This month, I want to identify and briefly discuss the top seven reasons I see that pasture weed control programs don't work as well as they should. A popular comedian has a top 10 list for his act, but since I'm only about 70 percent as funny as he is, I only have a top seven list.
Number 7. Spraying too early (You hit 'em where they ain't.)
Many times, ranchers spray for weeds at a specific date on the calendar – May 1, for example. This works most of the time. However, what happens if the weather is not exactly average that year? If it's colder than average that spring, the weeds may not have emerged when you spray. You can miss them altogether by spraying too early, i.e., when the weeds are not there yet. The solution to this one is obvious – scout the fields and spray the weeds at the proper time based on stage of growth of the weed.
Number 6. Misidentification of the weed (What was that sucker, anyway?)
All weeds are not created equal in their willingness to die from our herbicide program. Try as you might, you're not going to kill a grass or sedge with 2, 4-D unless you set the container on top of it and leave it. Among broadleaf weeds, some tougher weeds to control are more susceptible to different products. Scout your fields and learn to identify the weeds. If you don't know what one is, ask someone who knows. After you've properly identified the weed, look at herbicide labels and find one that controls it.
Number 5. Bad environmental conditions (It's never too dry to spray...)
On about all weeds I can think of, control declines precipitously when they are in drought stress. The plants are merely trying to survive – they are not actively growing and taking up the herbicide in droughty conditions. While it may never be too dry to spray, it can be too dry to get good results. In addition to soil moisture, pay attention to wind speed and direction to control off-target drift. Life is much simpler when you kill weeds on your property and avoid killing the neighbor's garden.

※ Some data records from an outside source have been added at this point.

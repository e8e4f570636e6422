// Licensed to the Apache Software Foundation (ASF) under one
// or more contributor license agreements.  See the NOTICE file
// distributed with this work for additional information
// regarding copyright ownership.  The ASF licenses this file
// to you under the Apache License, Version 2.0 (the
// "License"); you may not use this file except in compliance
// with the License.  You may obtain a copy of the License at
//
//   http://www.apache.org/licenses/LICENSE-2.0
//
// Unless required by applicable law or agreed to in writing,
// software distributed under the License is distributed on an
// "AS IS" BASIS, WITHOUT WARRANTIES OR CONDITIONS OF ANY
// KIND, either express or implied.  See the License for the
// specific language governing permissions and limitations
// under the License.
use arrow::datatypes::DataType;

/// Concrete hash-map family chosen from the right-side key column types.
#[derive(Clone, Copy, Debug, PartialEq, Eq)]
pub(crate) enum JoinKeyLayout {
    /// Operator not initialized; accepts no build rows.
    Empty,
    /// No equi-join keys; blocks are stored, no index is built.
    Cross,
    /// Single fixed-width key of 1 byte.
    Key8,
    /// Single fixed-width key of 2 bytes.
    Key16,
    /// Single fixed-width key of 4 bytes.
    Key32,
    /// Single fixed-width key of 8 bytes.
    Key64,
    /// Fixed keys packed into 16 bytes (single 16-byte key or composite).
    Keys128,
    /// Fixed keys packed into 32 bytes (single 32-byte key or composite).
    Keys256,
    /// Single variable-length UTF-8 key.
    KeyString,
    /// Single fixed-length binary key.
    KeyFixedString,
    /// Serialized-and-hashed composite key (fallback for everything else).
    Hashed,
    /// Lookups delegate to an external key oracle; no map is built.
    Dict,
}

impl JoinKeyLayout {
    pub(crate) fn is_cross(self) -> bool {
        matches!(self, JoinKeyLayout::Cross)
    }

    pub(crate) fn is_dict(self) -> bool {
        matches!(self, JoinKeyLayout::Dict)
    }
}

/// Pick the map family per the total fixed width of the key columns.
///
/// Dictionary-encoded keys must be resolved to their value types by the
/// caller before selection.
pub(crate) fn choose_join_key_layout(types: &[DataType]) -> Result<JoinKeyLayout, String> {
    if types.is_empty() {
        return Ok(JoinKeyLayout::Cross);
    }

    let mut all_fixed = true;
    let mut keys_bytes = 0usize;
    for data_type in types {
        match fixed_key_width(data_type) {
            Some(width) => keys_bytes += width,
            None => {
                all_fixed = false;
                break;
            }
        }
    }

    if types.len() == 1 && is_numeric_key_type(&types[0]) {
        let width = fixed_key_width(&types[0])
            .ok_or_else(|| format!("numeric key type {} has no fixed width", types[0]))?;
        return match width {
            1 => Ok(JoinKeyLayout::Key8),
            2 => Ok(JoinKeyLayout::Key16),
            4 => Ok(JoinKeyLayout::Key32),
            8 => Ok(JoinKeyLayout::Key64),
            16 => Ok(JoinKeyLayout::Keys128),
            32 => Ok(JoinKeyLayout::Keys256),
            other => Err(format!(
                "numeric key width {} not in {{1,2,4,8,16,32}} for type {}",
                other, types[0]
            )),
        };
    }

    if all_fixed && keys_bytes <= 16 {
        return Ok(JoinKeyLayout::Keys128);
    }
    if all_fixed && keys_bytes <= 32 {
        return Ok(JoinKeyLayout::Keys256);
    }

    if types.len() == 1 && matches!(types[0], DataType::Utf8) {
        return Ok(JoinKeyLayout::KeyString);
    }
    if types.len() == 1 && matches!(types[0], DataType::FixedSizeBinary(_)) {
        return Ok(JoinKeyLayout::KeyFixedString);
    }

    Ok(JoinKeyLayout::Hashed)
}

pub(crate) fn is_numeric_key_type(data_type: &DataType) -> bool {
    matches!(
        data_type,
        DataType::Int8
            | DataType::Int16
            | DataType::Int32
            | DataType::Int64
            | DataType::UInt8
            | DataType::UInt16
            | DataType::UInt32
            | DataType::UInt64
            | DataType::Float32
            | DataType::Float64
            | DataType::Boolean
            | DataType::Date32
            | DataType::Timestamp(_, _)
            | DataType::Decimal128(_, _)
            | DataType::Decimal256(_, _)
    )
}

pub(crate) fn fixed_key_width(data_type: &DataType) -> Option<usize> {
    let width = match data_type {
        DataType::Int8 | DataType::UInt8 | DataType::Boolean => 1,
        DataType::Int16 | DataType::UInt16 => 2,
        DataType::Int32 | DataType::UInt32 | DataType::Float32 | DataType::Date32 => 4,
        DataType::Int64 | DataType::UInt64 | DataType::Float64 | DataType::Timestamp(_, _) => 8,
        DataType::Decimal128(_, _) => 16,
        DataType::Decimal256(_, _) => 32,
        DataType::FixedSizeBinary(width) => usize::try_from(*width).ok()?,
        _ => return None,
    };
    Some(width)
}

/// Strip nullability and dictionary encoding down to the indexed value type.
pub(crate) fn key_value_type(data_type: &DataType) -> DataType {
    match data_type {
        DataType::Dictionary(_, value) => key_value_type(value),
        other => other.clone(),
    }
}

#[cfg(test)]
mod tests {
    use super::*;
    use arrow::datatypes::TimeUnit;

    #[test]
    fn single_numeric_widths_pick_narrow_tables() {
        assert_eq!(
            choose_join_key_layout(&[DataType::Int8]).expect("layout"),
            JoinKeyLayout::Key8
        );
        assert_eq!(
            choose_join_key_layout(&[DataType::UInt16]).expect("layout"),
            JoinKeyLayout::Key16
        );
        assert_eq!(
            choose_join_key_layout(&[DataType::Date32]).expect("layout"),
            JoinKeyLayout::Key32
        );
        assert_eq!(
            choose_join_key_layout(&[DataType::Timestamp(TimeUnit::Millisecond, None)])
                .expect("layout"),
            JoinKeyLayout::Key64
        );
        assert_eq!(
            choose_join_key_layout(&[DataType::Decimal128(18, 2)]).expect("layout"),
            JoinKeyLayout::Keys128
        );
        assert_eq!(
            choose_join_key_layout(&[DataType::Decimal256(40, 2)]).expect("layout"),
            JoinKeyLayout::Keys256
        );
    }

    #[test]
    fn fixed_composites_pack_by_total_width() {
        assert_eq!(
            choose_join_key_layout(&[DataType::Int64, DataType::Int64]).expect("layout"),
            JoinKeyLayout::Keys128
        );
        assert_eq!(
            choose_join_key_layout(&[DataType::Int64, DataType::Int64, DataType::Int32])
                .expect("layout"),
            JoinKeyLayout::Keys256
        );
    }

    #[test]
    fn string_and_fallback_layouts() {
        assert_eq!(
            choose_join_key_layout(&[DataType::Utf8]).expect("layout"),
            JoinKeyLayout::KeyString
        );
        // Short fixed binaries still pack into the fixed-width tables.
        assert_eq!(
            choose_join_key_layout(&[DataType::FixedSizeBinary(20)]).expect("layout"),
            JoinKeyLayout::Keys256
        );
        assert_eq!(
            choose_join_key_layout(&[DataType::FixedSizeBinary(40)]).expect("layout"),
            JoinKeyLayout::KeyFixedString
        );
        assert_eq!(
            choose_join_key_layout(&[DataType::Utf8, DataType::Int64]).expect("layout"),
            JoinKeyLayout::Hashed
        );
        assert_eq!(
            choose_join_key_layout(&[]).expect("layout"),
            JoinKeyLayout::Cross
        );
    }
}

Number 4. Sprayed at the wrong growth stage (I got to it when I could.)
Most weeds are best controlled when they are young and actively growing. When they get larger, it takes more herbicide to kill them, and control is much more erratic. Horsenettle and blackberries are an exception. Control of both of these is best when they are in full bloom or have fruit on them. Spraying them too early results in a top kill, but regrowth usually occurs. Read the label carefully to determine timings for specific weeds.
Number 3. Used the wrong product (What's the cheapest thing you've got?)
Often, the cheapest herbicide will do as well as anything else. This is true when the weeds fall into the easy-to-control category and conditions are ideal for control. For difficult-to-control weeds (Sericea lespedeza and horsenettle, for example), more expensive chemicals are usually needed. Going the cheap route can be good if you do an excellent job of observing the cautions listed previously in this article, but may not work if conditions are less than ideal.
Number 2. Didn't calibrate sprayer (I think a tankful covers somewhere between 10 and 50 acres.)
I don't think it's an exaggeration to say the majority of ranchers don't calibrate their sprayers. This is a practice that should be done every season. Calculating the volume you spray is critical to knowing how much product to put into the tank. When you calibrate, also inspect nozzles, screens, lines, pump, etc., to make sure everything is OK. If you don't know how to calibrate a sprayer, the Noble Foundation soil and crops discipline has instructions for calibrating both boom and boomless sprayers. This is free to residents of Oklahoma and Texas and is available for a small fee to residents of other states.
Number 1. Didn't read the label (There's a lot of really small type on that thing.)
Reading the label covers all the other points mentioned. The label contains safety considerations, product use, container disposal and any other information about the product you need to know. Failure to follow labeled directions can not only lead to poor weed control, it is also a violation of federal law. Following the directions on the herbicide label is about the closest thing to getting a guarantee on weed control I can come up with.
There are many ways to conduct a weed control program that will work. Unfortunately, there are even more ways that will not work. The best chance for success lies in minimizing the incorrect ways.